May 2 — Form 720 taxes
File Form 720 for the first quarter of 2017.

May 2 — Wagering tax
File Form 730 and pay the tax on wagers accepted during March.

May 10 — Employees who work for tips
If you received $20 or more in tips during April, report them to your employer Details

May 10 — Social security, Medicare, and withheld income tax
File Form 941 for the first quarter of 2017. This due date applies only if you deposited the tax for the quarter timely, properly, and in full.

May 11 — Communications and air transportation taxes under the alternative method
Deposit the tax included in amounts billed or tickets sold during the first 15 days of April.

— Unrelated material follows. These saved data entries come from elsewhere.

use std::path::{Path, PathBuf};

use egui::Vec2;
use serde::{Deserialize, Serialize};

use crate::error::Result;

// Band text size relative to the strip height
const BAND_FONT_FACTOR: f32 = 0.6;

/// Tunable constants of the engine.
///
/// Every field has a default, so a config file only needs to list what it
/// overrides.
#[derive(Debug, Clone, PartialEq, Serialize, Deserialize)]
#[serde(default)]
pub struct FryConfig {
    pub frame_width: u32,
    pub frame_height: u32,
    /// Band strip height as a fraction of the frame height
    pub band_height_ratio: f32,
    pub min_band_height: f32,
    /// Font size of a free text element at scale 1.0
    pub free_text_font_size: f32,
    /// Padding added around free text hit boxes, in canvas pixels
    pub hit_padding: f32,
    pub handle_radius: f32,
    pub handle_draw_radius: f32,
    /// Horizontal drag distance that adds 1.0 to an element's scale
    pub resize_sensitivity: f32,
    pub max_zoom: f32,
    pub debounce_secs: f64,
    pub degrade_quality: u8,
    pub export_quality: u8,
    pub contrast: f32,
    pub saturation: f32,
    pub tint_color: [u8; 3],
    pub tint_max_alpha: f32,
    /// Directory holding `<glyph-key>.png` emoji bitmaps
    pub emoji_dir: Option<PathBuf>,
    /// TTF/OTF used for text; egui's bundled font when absent
    pub font_path: Option<PathBuf>,
}

impl Default for FryConfig {
    fn default() -> Self {
        Self {
            frame_width: 540,
            frame_height: 960,
            band_height_ratio: 0.05,
            min_band_height: 30.0,
            free_text_font_size: 42.0,
            hit_padding: 20.0,
            handle_radius: 20.0,
            handle_draw_radius: 8.0,
            resize_sensitivity: 200.0,
            max_zoom: 3.0,
            debounce_secs: 0.4,
            degrade_quality: 10,
            export_quality: 90,
            contrast: 1.25,
            saturation: 1.4,
            tint_color: [138, 43, 226],
            tint_max_alpha: 0.6,
            emoji_dir: None,
            font_path: None,
        }
    }
}

impl FryConfig {
    pub fn from_json(json: &str) -> Result<Self> {
        Ok(serde_json::from_str(json)?)
    }

    pub fn load(path: &Path) -> Result<Self> {
        let json = std::fs::read_to_string(path)?;
        let config = Self::from_json(&json)?;
        log::info!("Loaded config from {}", path.display());
        Ok(config)
    }

    pub fn frame_size(&self) -> Vec2 {
        Vec2::new(self.frame_width as f32, self.frame_height as f32)
    }

    pub fn band_height(&self) -> f32 {
        self.min_band_height
            .max(self.frame_height as f32 * self.band_height_ratio)
    }

    pub fn band_font_size(&self) -> f32 {
        self.band_height() * BAND_FONT_FACTOR
    }
}
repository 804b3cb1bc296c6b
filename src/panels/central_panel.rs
use eframe::egui;

use crate::FryApp;
use crate::geometry::pointer_to_canvas_pixels;
use crate::input::{InputEvent, PointerInput};

/// Largest rect of the frame's aspect ratio that fits in `available`
fn letterbox(available: egui::Rect, frame: egui::Vec2) -> egui::Rect {
    let scale = (available.width() / frame.x).min(available.height() / frame.y);
    egui::Rect::from_center_size(available.center(), frame * scale.max(0.0))
}

pub fn central_panel(app: &mut FryApp, ctx: &egui::Context) {
    egui::CentralPanel::default()
        .frame(egui::Frame::central_panel(&ctx.style()).fill(egui::Color32::from_gray(24)))
        .show(ctx, |ui| {
            let frame_size = app.editor.canvas().size();
            let canvas_rect = letterbox(ui.available_rect_before_wrap(), frame_size);
            app.input.set_canvas_rect(canvas_rect);

            // Claim the area so egui does not treat drags on it as window drags
            ui.allocate_rect(canvas_rect, egui::Sense::click_and_drag());

            if let Some(texture) = &app.texture {
                ui.painter().image(
                    texture.id(),
                    canvas_rect,
                    egui::Rect::from_min_max(egui::pos2(0.0, 0.0), egui::pos2(1.0, 1.0)),
                    egui::Color32::WHITE,
                );
            }

            handle_input(app, ctx, canvas_rect, frame_size);

            if app.editor.is_busy() {
                let spinner_rect = egui::Rect::from_center_size(
                    canvas_rect.right_top() + egui::vec2(-24.0, 24.0),
                    egui::vec2(24.0, 24.0),
                );
                ui.put(spinner_rect, egui::Spinner::new());
            }

            ctx.set_cursor_icon(app.cursor.into());
        });
}

fn handle_input(app: &mut FryApp, ctx: &egui::Context, canvas_rect: egui::Rect, frame_size: egui::Vec2) {
    let to_canvas = |pointer: &PointerInput| pointer_to_canvas_pixels(pointer, canvas_rect, frame_size);

    for event in app.input.process_input(ctx) {
        match event {
            InputEvent::PointerDown { pointer, on_canvas } => {
                if !on_canvas {
                    continue;
                }
                if let Some(pos) = to_canvas(&pointer) {
                    app.cursor = app.editor.pointer_down(pos).cursor;
                }
            }
            InputEvent::PointerMove { pointer } => {
                let over_canvas = pointer
                    .primary_position()
                    .is_some_and(|pos| canvas_rect.contains(pos));
                if !over_canvas && !app.editor.interaction().is_dragging() {
                    app.cursor = Default::default();
                    continue;
                }
                if let Some(pos) = to_canvas(&pointer) {
                    app.cursor = app.editor.pointer_move(pos).cursor;
                }
            }
            InputEvent::PointerUp => {
                app.cursor = app.editor.pointer_up(app.now).cursor;
            }
        }
    }
}
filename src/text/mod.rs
//! Grapheme- and emoji-aware text layout.
//!
//! Text is split on line breaks, each line is segmented into extended
//! grapheme clusters, and clusters carrying an `Emoji_Presentation` code point
//! are laid out as fixed-size square glyphs instead of font glyphs. The
//! resulting [`TextBlock`] is the single source of truth for both drawing and
//! hit-testing.

use egui::Pos2;
use unicode_properties::{EmojiStatus, UnicodeEmoji};
use unicode_segmentation::UnicodeSegmentation;

mod font;
pub mod glyph_cache;

pub use font::FontFace;
pub use glyph_cache::{DirGlyphSource, FetchMode, GlyphCache, GlyphSource, NoGlyphSource};

/// Emoji squares are slightly larger than the font size
pub const EMOJI_WIDTH_FACTOR: f32 = 1.05;
pub const LINE_HEIGHT_FACTOR: f32 = 1.2;

const VARIATION_SELECTOR_16: char = '\u{fe0f}';

/// Glyph-metrics provider used for non-emoji clusters
pub trait TextMeasure {
    /// Advance width of `cluster` at `font_size`
    fn advance(&self, cluster: &str, font_size: f32) -> f32;
}

/// Identifier of an emoji bitmap: hex code points joined by `-`
#[derive(Debug, Clone, PartialEq, Eq, Hash)]
pub struct GlyphKey(String);

impl GlyphKey {
    pub fn for_cluster(cluster: &str) -> Self {
        let hex: Vec<String> = cluster
            .chars()
            .filter(|c| *c != VARIATION_SELECTOR_16)
            .map(|c| format!("{:x}", c as u32))
            .collect();
        Self(hex.join("-"))
    }

    pub fn as_str(&self) -> &str {
        &self.0
    }
}

impl std::fmt::Display for GlyphKey {
    fn fmt(&self, f: &mut std::fmt::Formatter<'_>) -> std::fmt::Result {
        f.write_str(&self.0)
    }
}

fn has_emoji_presentation(c: char) -> bool {
    matches!(
        c.emoji_status(),
        EmojiStatus::EmojiPresentation
            | EmojiStatus::EmojiPresentationAndModifierBase
            | EmojiStatus::EmojiPresentationAndEmojiComponent
            | EmojiStatus::EmojiPresentationAndModifierAndEmojiComponent
    )
}

pub fn is_emoji(cluster: &str) -> bool {
    cluster.chars().any(has_emoji_presentation)
}

#[derive(Debug, Clone, PartialEq)]
pub enum ClusterKind {
    Text,
    Emoji(GlyphKey),
}

#[derive(Debug, Clone, PartialEq)]
pub struct Cluster {
    pub text: String,
    pub kind: ClusterKind,
    pub width: f32,
}

#[derive(Debug, Clone, PartialEq, Default)]
pub struct Line {
    pub clusters: Vec<Cluster>,
    pub width: f32,
}

/// Laid-out multi-line text block
#[derive(Debug, Clone, PartialEq)]
pub struct TextBlock {
    pub lines: Vec<Line>,
    pub font_size: f32,
    pub line_height: f32,
    pub width: f32,
    pub height: f32,
}

/// A line positioned for drawing: `left` is its first cluster's x,
/// `middle_y` its vertical center.
#[derive(Debug, Clone, Copy)]
pub struct PlacedLine<'a> {
    pub line: &'a Line,
    pub left: f32,
    pub middle_y: f32,
}

pub fn segment_line(line: &str, font_size: f32, measure: &dyn TextMeasure) -> Line {
    let clusters: Vec<Cluster> = line
        .graphemes(true)
        .map(|g| {
            if is_emoji(g) {
                Cluster {
                    text: g.to_owned(),
                    kind: ClusterKind::Emoji(GlyphKey::for_cluster(g)),
                    width: font_size * EMOJI_WIDTH_FACTOR,
                }
            } else {
                Cluster {
                    text: g.to_owned(),
                    kind: ClusterKind::Text,
                    width: measure.advance(g, font_size),
                }
            }
        })
        .collect();
    let width = clusters.iter().map(|c| c.width).sum();
    Line { clusters, width }
}

pub fn layout(text: &str, font_size: f32, measure: &dyn TextMeasure) -> TextBlock {
    let lines: Vec<Line> = text
        .split('\n')
        .map(|line| line.strip_suffix('\r').unwrap_or(line))
        .map(|line| segment_line(line, font_size, measure))
        .collect();
    let line_height = font_size * LINE_HEIGHT_FACTOR;
    let width = lines.iter().map(|l| l.width).fold(0.0, f32::max);
    let height = lines.len() as f32 * line_height;
    TextBlock {
        lines,
        font_size,
        line_height,
        width,
        height,
    }
}

impl TextBlock {
    /// Lines centered horizontally and the block centered vertically on
    /// `center`.
    pub fn place(&self, center: Pos2) -> impl Iterator<Item = PlacedLine<'_>> + '_ {
        let start_y = center.y - self.height / 2.0 + self.line_height / 2.0;
        self.lines.iter().enumerate().map(move |(i, line)| PlacedLine {
            line,
            left: center.x - line.width / 2.0,
            middle_y: start_y + i as f32 * self.line_height,
        })
    }

    pub fn glyph_keys(&self) -> impl Iterator<Item = &GlyphKey> {
        self.lines
            .iter()
            .flat_map(|l| l.clusters.iter())
            .filter_map(|c| match &c.kind {
                ClusterKind::Emoji(key) => Some(key),
                ClusterKind::Text => None,
            })
    }
}

#[cfg(test)]
pub(crate) struct FixedAdvance(pub f32);

#[cfg(test)]
impl TextMeasure for FixedAdvance {
    // Per cluster, given at size 10
    fn advance(&self, _cluster: &str, font_size: f32) -> f32 {
        self.0 * font_size / 10.0
    }
}
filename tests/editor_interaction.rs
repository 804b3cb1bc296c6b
mod common;

use egui::Pos2;
use fry_studio::{Command, CursorHint, InteractionState};

use common::{editor, solid};

#[test]
fn test_drag_free_text() {
    let mut editor = editor();
    editor.execute(Command::AddFreeText, 0.0);
    let id = editor.scene().selected().unwrap();

    let down = editor.pointer_down(Pos2::new(54.0, 96.0));
    assert_eq!(down.cursor, CursorHint::Move);
    assert_eq!(editor.interaction().state(), InteractionState::DraggingElement(id));

    editor.pointer_move(Pos2::new(64.8, 115.2));
    let pos = editor.scene().element(id).unwrap().position();
    assert!((pos.x - 0.6).abs() < 1e-4);
    assert!((pos.y - 0.6).abs() < 1e-4);

    let up = editor.pointer_up(1.0);
    assert!(up.drag_ended);
    assert_eq!(editor.interaction().state(), InteractionState::Idle);
}

#[test]
fn test_resize_sticker_from_handle() {
    let mut editor = editor();
    editor.execute(Command::AddSticker(solid(10, 10, [0, 200, 0, 255])), 0.0);
    let id = editor.scene().selected().unwrap();

    // Bottom-right corner of the 32.4 px sticker centered on the frame
    let corner = Pos2::new(54.0 + 16.2, 96.0 + 16.2);
    let down = editor.pointer_down(corner);
    assert_eq!(down.cursor, CursorHint::ResizeDiagonal);

    editor.pointer_move(corner + egui::vec2(40.0, 0.0));
    let scale = editor.scene().element(id).unwrap().scale().unwrap();
    assert!((scale - 0.5).abs() < 1e-4);
    editor.pointer_up(0.5);
}

#[test]
fn test_no_pass_starts_while_dragging() {
    let mut editor = editor();
    editor.execute(Command::LoadImage(solid(16, 16, [90, 90, 90, 255])), 0.0);

    editor.pointer_down(Pos2::new(10.0, 10.0));
    assert!(editor.interaction().is_dragging());
    editor.pointer_move(Pos2::new(20.0, 10.0));

    // Deadline lapses mid-drag: nothing starts
    editor.tick(5.0);
    assert!(!editor.is_busy());

    // Release re-arms the debounce and the pass follows
    editor.pointer_up(5.0);
    editor.tick(5.5);
    assert!(editor.is_busy());
}

#[test]
fn test_export_after_pass() {
    let mut editor = editor();
    editor.execute(Command::AddBand, 0.0);
    editor.execute(Command::SetFryLevel(3), 0.0);
    let mut now = 1.0;
    editor.tick(now);
    while editor.is_busy() {
        now += 0.016;
        editor.tick(now);
    }
    let jpeg = editor.export_jpeg().unwrap();
    assert_eq!(&jpeg[..2], &[0xFF, 0xD8]);
}
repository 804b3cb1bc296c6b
mod central_panel;
mod tools_panel;

pub use central_panel::central_panel;
pub use tools_panel::tools_panel;
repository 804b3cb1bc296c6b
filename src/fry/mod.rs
//! Progressive degradation ("deep fry") of the composed frame.
//!
//! A pass starts from the base image alone and alternates two phases: every
//! element whose insertion point matches the current iteration is drawn, then
//! the whole frame goes through a lossy JPEG round trip with a contrast and
//! saturation boost. Elements inserted early collect more artifacts than
//! elements inserted late. A violet tint is laid over the result once.
//!
//! The pass advances one iteration per [`FryPass::step`] so the UI thread can
//! paint between iterations, and it stops early when a drag starts.

use log::{debug, info};
use tiny_skia::Color;

use crate::canvas::Canvas;
use crate::codec;
use crate::config::FryConfig;
use crate::element::Element;
use crate::error::Result;
use crate::id_generator::ElementId;
use crate::renderer::Renderer;
use crate::scene::Scene;

mod scheduler;

pub use scheduler::FryScheduler;

/// Number of compress iterations for a fry level.
///
/// Grows as `(L - 1)^1.5` and reaches 20 at level 20.
pub fn total_iterations(level: u32) -> u32 {
    if level == 0 {
        return 0;
    }
    let n = f64::from(level - 1);
    // Same value as 1 + (L-1)^1.5 * 19 / 19^1.5
    (1.0 + (n * n * n / 19.0).sqrt()).floor() as u32
}

/// Iteration at which an element with `fry_score` is drawn
pub fn insertion_point(fry_score: f64, total: u32) -> u32 {
    ((1.0 - fry_score.clamp(0.0, 1.0)) * f64::from(total)).floor() as u32
}

pub fn tint_alpha(tint_level: u8, max_alpha: f32) -> f32 {
    f32::from(tint_level.min(100)) / 100.0 * max_alpha
}

/// Lossy step applied to the whole frame between iterations
pub type DegradeFn = fn(&mut Canvas, &FryConfig) -> Result<()>;

/// JPEG round trip followed by the contrast and saturation boost
pub fn jpeg_degrade(canvas: &mut Canvas, config: &FryConfig) -> Result<()> {
    codec::degrade_frame(
        canvas,
        config.degrade_quality,
        config.contrast,
        config.saturation,
    )
}

#[derive(Debug, Clone, Copy, PartialEq, Eq)]
pub enum PassStatus {
    /// More iterations remain; call `step` again on the next frame
    Running,
    Finished,
    /// A drag interrupted the loop; artifacts so far are kept
    Interrupted,
}

#[derive(Debug, Clone, Copy, PartialEq, Eq)]
enum Phase {
    Insert,
    /// Compress the frame produced by the previous iteration, then insert
    CompressThenInsert,
    Done,
}

/// One run of the degradation loop over a snapshot of the scene
pub struct FryPass {
    total: u32,
    iteration: u32,
    phase: Phase,
    tint_level: u8,
    elements: Vec<(u32, Element)>,
    insertions: Vec<(u32, ElementId)>,
    degrade: DegradeFn,
}

impl std::fmt::Debug for FryPass {
    fn fmt(&self, f: &mut std::fmt::Formatter<'_>) -> std::fmt::Result {
        f.debug_struct("FryPass")
            .field("total", &self.total)
            .field("iteration", &self.iteration)
            .field("phase", &self.phase)
            .finish()
    }
}

impl FryPass {
    /// Snapshot the scene and reset the canvas to the base image alone
    pub fn start(scene: &Scene, canvas: &mut Canvas, renderer: &mut Renderer) -> Self {
        let total = total_iterations(scene.fry_level());
        let elements = scene
            .elements()
            .iter()
            .map(|e| (insertion_point(e.fry_score, total), e.clone()))
            .collect();
        info!(
            "🔥 Fry pass: level {} → {} iterations, tint {}",
            scene.fry_level(),
            total,
            scene.tint_level()
        );
        renderer.draw_base(canvas, scene);
        Self {
            total,
            iteration: 0,
            phase: Phase::Insert,
            tint_level: scene.tint_level(),
            elements,
            insertions: Vec::new(),
            degrade: jpeg_degrade,
        }
    }

    /// Replace the lossy step run between iterations
    pub fn with_degrade(mut self, degrade: DegradeFn) -> Self {
        self.degrade = degrade;
        self
    }

    pub fn total(&self) -> u32 {
        self.total
    }

    /// `(iteration, element)` in the order elements were drawn
    pub fn insertions(&self) -> &[(u32, ElementId)] {
        &self.insertions
    }

    pub fn is_done(&self) -> bool {
        self.phase == Phase::Done
    }

    /// Advance by one iteration
    pub fn step(
        &mut self,
        canvas: &mut Canvas,
        renderer: &mut Renderer,
        dragging: bool,
    ) -> Result<PassStatus> {
        match self.phase {
            Phase::Done => return Ok(PassStatus::Finished),
            Phase::CompressThenInsert => (self.degrade)(canvas, renderer.config())?,
            Phase::Insert => {}
        }

        if dragging {
            debug!("Fry pass interrupted at iteration {}", self.iteration);
            self.finish(canvas, renderer);
            return Ok(PassStatus::Interrupted);
        }

        if self.total == 0 {
            for (_, element) in &self.elements {
                renderer.draw_element(canvas, element);
                self.insertions.push((0, element.id()));
            }
            self.finish(canvas, renderer);
            return Ok(PassStatus::Finished);
        }

        for (point, element) in &self.elements {
            if *point == self.iteration {
                renderer.draw_element(canvas, element);
                self.insertions.push((self.iteration, element.id()));
            }
        }

        if self.iteration == self.total {
            self.finish(canvas, renderer);
            return Ok(PassStatus::Finished);
        }

        self.iteration += 1;
        self.phase = Phase::CompressThenInsert;
        Ok(PassStatus::Running)
    }

    fn finish(&mut self, canvas: &mut Canvas, renderer: &Renderer) {
        self.phase = Phase::Done;
        if self.tint_level > 0 {
            let config = renderer.config();
            let [r, g, b] = config.tint_color;
            let alpha = tint_alpha(self.tint_level, config.tint_max_alpha);
            let mut tint = Color::from_rgba8(r, g, b, 255);
            tint.apply_opacity(alpha);
            canvas.fill(tint);
        }
    }
}

#[cfg(test)]
mod tests {
    use super::*;
    use crate::config::FryConfig;
    use crate::element::image::solid_bitmap;
    use crate::renderer::test_renderer;

    #[test]
    fn test_iteration_curve() {
        assert_eq!(total_iterations(0), 0);
        assert_eq!(total_iterations(1), 1);
        assert_eq!(total_iterations(10), 7);
        assert_eq!(total_iterations(20), 20);
        let mut previous = 0;
        for level in 0..=30 {
            let total = total_iterations(level);
            assert!(total >= previous);
            previous = total;
        }
    }

    #[test]
    fn test_insertion_points() {
        for total in [0, 1, 7, 20] {
            assert_eq!(insertion_point(1.0, total), 0);
            assert_eq!(insertion_point(0.0, total), total);
        }
        assert_eq!(insertion_point(0.5, 7), 3);
        assert_eq!(insertion_point(0.3, 7), insertion_point(0.3, 7));
    }

    #[test]
    fn test_tint_alpha_is_monotonic_and_bounded() {
        let mut previous = 0.0;
        for level in 0..=100u8 {
            let alpha = tint_alpha(level, 0.6);
            assert!(alpha >= previous);
            assert!(alpha <= 0.6 + 1e-6);
            previous = alpha;
        }
        assert_eq!(tint_alpha(0, 0.6), 0.0);
    }

    fn small_setup() -> (Scene, Canvas, Renderer) {
        let config = FryConfig {
            frame_width: 54,
            frame_height: 96,
            ..FryConfig::default()
        };
        let mut scene = Scene::new(&config);
        scene.load_image(solid_bitmap(10, 10, [90, 120, 150, 255]));
        let canvas = Canvas::new(54, 96).unwrap();
        (scene, canvas, test_renderer(config))
    }

    fn run(pass: &mut FryPass, canvas: &mut Canvas, renderer: &mut Renderer) -> (PassStatus, usize) {
        let mut steps = 0;
        loop {
            steps += 1;
            let status = pass.step(canvas, renderer, false).unwrap();
            if status != PassStatus::Running {
                return (status, steps);
            }
        }
    }

    #[test]
    fn test_band_inserted_at_expected_iteration() {
        let (mut scene, mut canvas, mut renderer) = small_setup();
        let band = scene.add_band();
        let early = scene.add_band();
        scene.update_fry_score(early, 1.0);

        let mut pass = FryPass::start(&scene, &mut canvas, &mut renderer);
        assert_eq!(pass.total(), 7);
        let (status, steps) = run(&mut pass, &mut canvas, &mut renderer);

        assert_eq!(status, PassStatus::Finished);
        assert_eq!(steps, 8);
        assert_eq!(pass.insertions(), &[(0, early), (3, band)]);
    }

    #[test]
    fn test_equal_scores_share_iteration() {
        let (mut scene, mut canvas, mut renderer) = small_setup();
        let a = scene.add_free_text();
        let b = scene.add_band();
        scene.update_fry_score(a, 0.25);
        scene.update_fry_score(b, 0.25);

        let mut pass = FryPass::start(&scene, &mut canvas, &mut renderer);
        run(&mut pass, &mut canvas, &mut renderer);
        let iterations: Vec<u32> = pass.insertions().iter().map(|(i, _)| *i).collect();
        assert_eq!(iterations, vec![5, 5]);
    }

    #[test]
    fn test_level_zero_draws_everything_once() {
        let (mut scene, mut canvas, mut renderer) = small_setup();
        scene.set_fry_level(0);
        scene.set_tint_level(0);
        scene.add_band();
        scene.add_free_text();

        let mut pass = FryPass::start(&scene, &mut canvas, &mut renderer);
        let (status, steps) = run(&mut pass, &mut canvas, &mut renderer);
        assert_eq!((status, steps), (PassStatus::Finished, 1));
        assert_eq!(pass.insertions().len(), 2);

        // Without frying or tint the frame equals the undecorated clean draw
        let mut clean = Canvas::new(54, 96).unwrap();
        renderer.draw_base(&mut clean, &scene);
        renderer.draw_elements(&mut clean, &scene);
        assert_eq!(clean.data(), canvas.data());
    }

    #[test]
    fn test_drag_interrupts_and_still_tints() {
        let (mut scene, mut canvas, mut renderer) = small_setup();
        scene.set_tint_level(100);
        let band = scene.add_band();
        scene.update_fry_score(band, 0.0);

        let mut pass = FryPass::start(&scene, &mut canvas, &mut renderer);
        assert_eq!(pass.step(&mut canvas, &mut renderer, false).unwrap(), PassStatus::Running);
        let before = canvas.pixel(1, 1).unwrap();
        assert_eq!(
            pass.step(&mut canvas, &mut renderer, true).unwrap(),
            PassStatus::Interrupted
        );
        assert!(pass.is_done());
        assert!(pass.insertions().is_empty());

        // Violet pushes red and blue up relative to green
        let [r, g, b, _] = canvas.pixel(1, 1).unwrap();
        assert_ne!([r, g, b, 255], before);
        assert!(b > g && r > g);
    }
}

May 13 — Regular method taxes
Deposit the tax for the last 15 days of April.

May 16 — Social security, Medicare, and withheld income tax
If the monthly deposit rule applies, deposit the tax for payments in April.

May 16 — Nonpayroll withholding
If the monthly deposit rule applies, deposit the tax for payments in April.

May 25 — Communications and air transportation taxes under the alternative method
Deposit the tax included in amounts billed or tickets sold during the last 15 days of April.

May 27 — Regular method taxes
Deposit the tax for the first 15 days of May.

May 31 — Wagering tax
File Form 730 and pay the tax on wagers accepted during April.